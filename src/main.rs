//! NutriMind 命令行
//!
//! 用法: nutrimind ask --question "Can I take fish oil with warfarin?" --profile profile.json [--config path] [--json]

use std::path::PathBuf;

use anyhow::Context;
use clap::{Parser, Subcommand};
use nutrimind::config::load_config;
use nutrimind::observability;
use nutrimind::workflow::{create_graph_from_config, create_llm_from_config, WorkflowBuilder};
use nutrimind::PatientProfile;

#[derive(Parser, Debug)]
#[command(name = "nutrimind", version, about = "Supplement, medication and diet safety assistant")]
struct Cli {
    /// 额外的 TOML 配置文件（覆盖 config/default.toml）
    #[arg(long, global = true)]
    config: Option<PathBuf>,

    #[command(subcommand)]
    command: Command,
}

#[derive(Subcommand, Debug)]
enum Command {
    /// 回答一个问题
    Ask {
        #[arg(long, short)]
        question: String,

        /// 患者档案 JSON（medications / supplements / conditions / dietary_restrictions）
        #[arg(long, short)]
        profile: Option<PathBuf>,

        /// 输出完整 JSON（含证据链）
        #[arg(long)]
        json: bool,
    },
}

fn read_profile(path: Option<&PathBuf>) -> anyhow::Result<PatientProfile> {
    let Some(path) = path else {
        return Ok(PatientProfile::default());
    };
    let raw = std::fs::read_to_string(path)
        .with_context(|| format!("Failed to read profile {}", path.display()))?;
    serde_json::from_str(&raw)
        .with_context(|| format!("Invalid profile JSON in {}", path.display()))
}

#[tokio::main]
async fn main() -> anyhow::Result<()> {
    let cli = Cli::parse();
    let cfg = load_config(cli.config.clone()).context("Failed to load config")?;
    observability::init(&cfg.app.log_level);

    match cli.command {
        Command::Ask {
            question,
            profile,
            json,
        } => {
            let profile = read_profile(profile.as_ref())?;
            let engine = WorkflowBuilder::new(
                create_llm_from_config(&cfg),
                create_graph_from_config(&cfg).context("Failed to open knowledge graph")?,
            )
            .with_config(&cfg)
            .build()
            .context("Failed to build workflow")?;

            let answer = engine.answer(&question, profile).await;
            if json {
                println!("{}", serde_json::to_string_pretty(&answer)?);
            } else {
                println!("{}", answer.answer);
                println!();
                println!(
                    "(confidence {:.2}, {} iteration(s))",
                    answer.confidence, answer.iterations
                );
            }
        }
    }

    Ok(())
}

▶ Task goal
For each line above that includes the word "Option", make a copy of that line.

▶ Solved problem
    config: Option<PathBuf>,
        profile: Option<PathBuf>,
fn read_profile(path: Option<&PathBuf>) -> anyhow::Result<PatientProfile> {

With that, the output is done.